Accessing GEE is easy. Aspiring users will first need to sign up to the platform with their Google account. It is the same account, people use to access Youtube, Google drive, Gmail and any Google service. Google usually gives access to new users within 24 hours. Then, all a user needs to access GEE from anywhere in the world is an internet connection.

Data in GEE can be analyzed in two ways:

    1. through the Javascript API via the GEE code editor, or

    1. a Python API, geemap, that can be accessed through any Python environment, such as Jupyter notebooks. More on that in GEE Python API and geemap (5 min)

4.2.1. GEE Code editor

code.earthengine.google.com is the code editor that uses JavaScript to access, transform, analyze, visualize and manage satellite data in GEE.

The GEE platform provides comprehensive documentation and tutorials with videos as well as an Application Programming Interface (API) dictionary to help users to learn how to write and use every JavaScript function in GEE.

4.2.2. Get to know the data

It will really help you to understand some of the exercises in this tutorial if you spend a little time getting familiar with the data in GEE.

For example, take a look at the DMSP-OLS dataset description in GEE. It provides summary information on how the data are collected and organized and what they represent as well as links to more detailed technical information on the source. You’ll also notice an “Earth Engine Snippet” (such as: ee.ImageCollection("NOAA/DMSP-OLS/NIGHTTIME_LIGHTS") – we will re-visit this as it is the key for pulling particular datasets in GEE.

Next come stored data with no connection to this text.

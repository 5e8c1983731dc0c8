//! Configuration management

use std::path::PathBuf;

use anyhow::{Context, Result};
use directories::ProjectDirs;
use serde::{Deserialize, Serialize};

use crate::lesson::loader::LessonSource;
use crate::theme::Theme;

/// Application configuration
#[derive(Debug, Clone, Serialize, Deserialize)]
pub struct Config {
    /// Selected theme name
    pub theme: String,

    /// Custom theme overrides (if any)
    #[serde(skip_serializing_if = "Option::is_none")]
    pub custom_theme: Option<Theme>,

    /// Where lesson JSON files are loaded from
    #[serde(default)]
    pub lesson_source: LessonSource,
}

impl Default for Config {
    fn default() -> Self {
        Self {
            theme: "Dusk".to_string(),
            custom_theme: None,
            lesson_source: LessonSource::default(),
        }
    }
}

impl Config {
    /// Load configuration from disk, or create default if not exists
    pub fn load() -> Result<Self> {
        let config_path = Self::config_path()?;

        if config_path.exists() {
            let contents = std::fs::read_to_string(&config_path)
                .with_context(|| format!("Failed to read config from {config_path:?}"))?;
            serde_json::from_str(&contents).with_context(|| "Failed to parse config.json")
        } else {
            let config = Self::default();
            config.save()?;
            Ok(config)
        }
    }

    /// Save configuration to disk
    pub fn save(&self) -> Result<()> {
        let config_path = Self::config_path()?;

        if let Some(parent) = config_path.parent() {
            std::fs::create_dir_all(parent)
                .with_context(|| format!("Failed to create config directory {parent:?}"))?;
        }

        let contents =
            serde_json::to_string_pretty(self).with_context(|| "Failed to serialize config")?;

        std::fs::write(&config_path, contents)
            .with_context(|| format!("Failed to write config to {config_path:?}"))?;

        Ok(())
    }

    /// Get the path to the config file
    pub fn config_path() -> Result<PathBuf> {
        let proj_dirs =
            ProjectDirs::from("", "", "shiksha").context("Failed to determine config directory")?;
        Ok(proj_dirs.config_dir().join("config.json"))
    }

    /// Get the data directory path
    pub fn data_dir() -> Result<PathBuf> {
        let proj_dirs =
            ProjectDirs::from("", "", "shiksha").context("Failed to determine data directory")?;
        Ok(proj_dirs.data_dir().to_path_buf())
    }

    /// Get the directory holding persisted learner state
    pub fn storage_dir() -> Result<PathBuf> {
        Ok(Self::data_dir()?.join("state"))
    }

    /// Get the active theme
    pub fn active_theme(&self) -> Theme {
        self.custom_theme.clone().unwrap_or_else(Theme::dusk)
    }
}

#[cfg(test)]
mod tests {
    use super::*;

    #[test]
    fn default_config_has_dusk_theme() {
        let config = Config::default();
        assert_eq!(config.theme, "Dusk");
    }

    #[test]
    fn default_config_reads_local_data_dir() {
        let config = Config::default();
        assert_eq!(config.lesson_source, LessonSource::Dir(PathBuf::from("data")));
    }

    #[test]
    fn config_serializes_to_json() {
        let config = Config::default();
        let json = serde_json::to_string(&config).unwrap();
        assert!(json.contains("Dusk"));
        assert!(json.contains("lesson_source"));
    }

    #[test]
    fn config_deserializes_from_json() {
        let json = r#"{"theme":"Custom","lesson_source":{"http":"https://lessons.example.org/data"}}"#;
        let config: Config = serde_json::from_str(json).unwrap();
        assert_eq!(config.theme, "Custom");
        assert_eq!(
            config.lesson_source,
            LessonSource::Http("https://lessons.example.org/data".to_string())
        );
    }

    #[test]
    fn missing_lesson_source_falls_back_to_default() {
        let json = r#"{"theme":"Dusk"}"#;
        let config: Config = serde_json::from_str(json).unwrap();
        assert_eq!(config.lesson_source, LessonSource::default());
    }
}
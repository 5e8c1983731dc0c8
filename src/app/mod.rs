//! Application state and event handling

pub mod input;
pub mod state;

use std::io::{self, Stdout};
use std::time::{Duration, Instant};

use anyhow::Result;
use crossterm::{
    event::{self, DisableMouseCapture, EnableMouseCapture, Event, KeyCode, KeyEventKind},
    execute,
    terminal::{EnterAlternateScreen, LeaveAlternateScreen, disable_raw_mode, enable_raw_mode},
};
use ratatui::{Terminal, backend::CrosstermBackend};

use crate::config::Config;
use crate::lesson::catalog;
use crate::lesson::{Category, LessonStore};
use crate::progress::ProgressTracker;
use crate::quiz::maze::{self, MazeGame};
use crate::quiz::{QuestionSession, QuizAttempt, QuizStep};
use crate::storage::FileStorage;
use crate::theme::Theme;
use crate::ui;
use input::Action;
use state::{AppState, CategoryState, PendingAction, PendingKind, QuizView, Screen, TeachingState};

/// The main application
pub struct App {
    /// Active theme
    theme: Theme,

    /// Lesson fetching and caching
    store: LessonStore,

    /// Persisted learner progress
    progress: ProgressTracker<FileStorage>,

    /// Current application state
    state: AppState,

    /// Terminal backend
    terminal: Terminal<CrosstermBackend<Stdout>>,
}
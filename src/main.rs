use std::io::{self, Write};

use anyhow::Result;
use clap::{Parser, Subcommand};
use shiksha::lesson::{Category, LessonStore};
use shiksha::progress::ProgressTracker;
use shiksha::storage::FileStorage;
use shiksha::{App, Config};
use tracing_subscriber::{layer::SubscriberExt, util::SubscriberInitExt};

#[derive(Parser)]
#[command(name = "shiksha")]
#[command(author, version, about, long_about = None)]
struct Cli {
    #[command(subcommand)]
    command: Option<Commands>,
}

#[derive(Subcommand)]
enum Commands {
    /// List the lessons in a category
    Lessons {
        /// Category name (beginner, intermediate, or advanced)
        category: String,
    },
    /// Reset all saved progress
    Reset {
        /// Skip the confirmation prompt
        #[arg(long)]
        yes: bool,
    },
}

#[tokio::main]
async fn main() -> Result<()> {
    // Initialize logging
    tracing_subscriber::registry()
        .with(
            tracing_subscriber::EnvFilter::try_from_default_env()
                .unwrap_or_else(|_| "shiksha=info".into()),
        )
        .with(tracing_subscriber::fmt::layer().with_target(false))
        .init();

    let cli = Cli::parse();

    match cli.command {
        Some(Commands::Lessons { category }) => {
            list_lessons(&category).await?;
        }
        Some(Commands::Reset { yes }) => {
            reset_progress(yes)?;
        }
        None => {
            // Launch TUI
            let config = Config::load()?;
            let mut app = App::new(config)?;
            app.run().await?;
        }
    }

    Ok(())
}

/// Print a category's lessons with completion markers
async fn list_lessons(category: &str) -> Result<()> {
    let category: Category = category.parse()?;
    let config = Config::load()?;
    let mut store = LessonStore::new(config.lesson_source.clone());
    let progress = ProgressTracker::load(FileStorage::new(Config::storage_dir()?)?)?;

    let lessons = store.load_category_lessons(category).await;
    if lessons.is_empty() {
        println!("No lessons available for {category} yet.");
        return Ok(());
    }

    for lesson in lessons {
        let done = if progress.is_completed(&lesson.id) { "✓" } else { " " };
        println!("{done} {:32} {} ({})", lesson.id, lesson.title, lesson.estimated_time_label());
    }
    Ok(())
}

/// Wipe saved progress, after an explicit confirmation
fn reset_progress(yes: bool) -> Result<()> {
    if !yes {
        print!("Are you sure you want to reset all progress? This cannot be undone. [y/N] ");
        io::stdout().flush()?;

        let mut answer = String::new();
        io::stdin().read_line(&mut answer)?;
        let answer = answer.trim().to_lowercase();
        if answer != "y" && answer != "yes" {
            println!("Reset cancelled.");
            return Ok(());
        }
    }

    let mut progress = ProgressTracker::load(FileStorage::new(Config::storage_dir()?)?)?;
    progress.reset()?;
    println!("All progress has been reset.");
    Ok(())
}
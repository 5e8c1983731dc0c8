//! Learner progress tracking
//!
//! The completed-lesson set is the single source of truth. Per-category
//! counters are a derived cache: they are recomputed from scratch against
//! the catalog tables on every change and on load, never patched
//! incrementally, so they cannot drift. Both are persisted as whole
//! snapshots, but the stored counters are only written for inspection and
//! are never trusted back.

use std::collections::BTreeMap;

use anyhow::{Context, Result};
use serde::{Deserialize, Serialize};

use crate::lesson::catalog::{self, Category};
use crate::storage::Storage;

/// Storage key for the completed lesson id list
pub const COMPLETED_LESSONS_KEY: &str = "completed_lessons";
/// Storage key for the derived per-category counters
pub const PROGRESS_KEY: &str = "progress";

/// Completion counters for one category
#[derive(Debug, Clone, Copy, Default, PartialEq, Eq, Serialize, Deserialize)]
pub struct CategoryProgress {
    /// Lessons completed in this category
    pub completed: usize,
    /// Lessons the category contains
    pub total: usize,
}

/// Completion percentage, rounded; zero when there is nothing to complete
pub fn percent_complete(completed: usize, total: usize) -> u8 {
    if total == 0 {
        return 0;
    }
    ((completed as f64 / total as f64) * 100.0).round() as u8
}

/// Tracks completed lessons and derived category progress
pub struct ProgressTracker<S> {
    storage: S,
    /// Append-only list of completed lesson ids, no duplicates
    completed: Vec<String>,
    /// Derived counters, one entry per category
    progress: BTreeMap<Category, CategoryProgress>,
}

impl<S: Storage> ProgressTracker<S> {
    /// Load progress from storage
    ///
    /// Unknown and duplicate ids are dropped, and the counters are rebuilt
    /// from the completed set; a stored counter snapshot is ignored.
    pub fn load(storage: S) -> Result<Self> {
        let completed = match storage.get(COMPLETED_LESSONS_KEY)? {
            Some(raw) => match serde_json::from_str::<Vec<String>>(&raw) {
                Ok(ids) => ids,
                Err(err) => {
                    tracing::warn!("discarding unreadable completed-lesson list: {err}");
                    Vec::new()
                }
            },
            None => Vec::new(),
        };

        let mut seen = Vec::with_capacity(completed.len());
        for id in completed {
            if catalog::category_of_lesson(&id).is_none() {
                tracing::warn!("dropping completed lesson not in any category: {id}");
            } else if !seen.contains(&id) {
                seen.push(id);
            }
        }

        let mut tracker = Self { storage, completed: seen, progress: BTreeMap::new() };
        tracker.recompute();
        Ok(tracker)
    }

    /// Completed lesson ids, in completion order
    pub fn completed_lessons(&self) -> &[String] {
        &self.completed
    }

    /// Whether a lesson has been completed
    pub fn is_completed(&self, lesson_id: &str) -> bool {
        self.completed.iter().any(|id| id == lesson_id)
    }

    /// Counters for one category
    pub fn category(&self, category: Category) -> CategoryProgress {
        self.progress.get(&category).copied().unwrap_or_default()
    }

    /// Completion percentage for one category
    pub fn percent(&self, category: Category) -> u8 {
        let progress = self.category(category);
        percent_complete(progress.completed, progress.total)
    }

    /// Record a lesson as completed and persist
    ///
    /// Idempotent: recording an already-completed lesson changes nothing
    /// and returns `Ok(false)`. Ids outside the catalog are ignored.
    pub fn mark_completed(&mut self, lesson_id: &str) -> Result<bool> {
        if catalog::category_of_lesson(lesson_id).is_none() {
            tracing::warn!("ignoring completion of unknown lesson: {lesson_id}");
            return Ok(false);
        }
        if self.is_completed(lesson_id) {
            return Ok(false);
        }

        self.completed.push(lesson_id.to_string());
        self.recompute();
        self.persist()?;
        Ok(true)
    }

    /// Rebuild every category counter from the completed set
    pub fn recompute(&mut self) {
        for category in Category::ALL {
            let ids = catalog::lesson_ids(category);
            let completed = ids.iter().filter(|id| self.is_completed(id)).count();
            self.progress.insert(category, CategoryProgress { completed, total: ids.len() });
        }
    }

    /// Clear all progress and remove the persisted snapshots
    pub fn reset(&mut self) -> Result<()> {
        self.completed.clear();
        self.recompute();
        self.storage.remove(COMPLETED_LESSONS_KEY)?;
        self.storage.remove(PROGRESS_KEY)?;
        Ok(())
    }

    fn persist(&mut self) -> Result<()> {
        let completed = serde_json::to_string(&self.completed)
            .with_context(|| "Failed to serialize completed lessons")?;
        self.storage.put(COMPLETED_LESSONS_KEY, completed)?;

        let progress = serde_json::to_string(&self.progress)
            .with_context(|| "Failed to serialize progress")?;
        self.storage.put(PROGRESS_KEY, progress)?;

        Ok(())
    }

    /// Give the underlying storage back
    pub fn into_storage(self) -> S {
        self.storage
    }
}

You can also review the page on VIIRS-DNB stray-light corrected monthly composites in GEE.

You may notice that many datasets have multiple vintages and versions. The description usually give insight into what this means (otherwise you may have to go to the source information), but it is important to understand that there can be differences in the data from particular satellite systems.

4.3. References:


Noel Gorelick, Matt Hancher, Mike Dixon, Simon Ilyushchenko, David Thau, and Rebecca Moore. Google earth engine: planetary-scale geospatial analysis for everyone. Remote sensing of Environment, 202:18–27, 2017.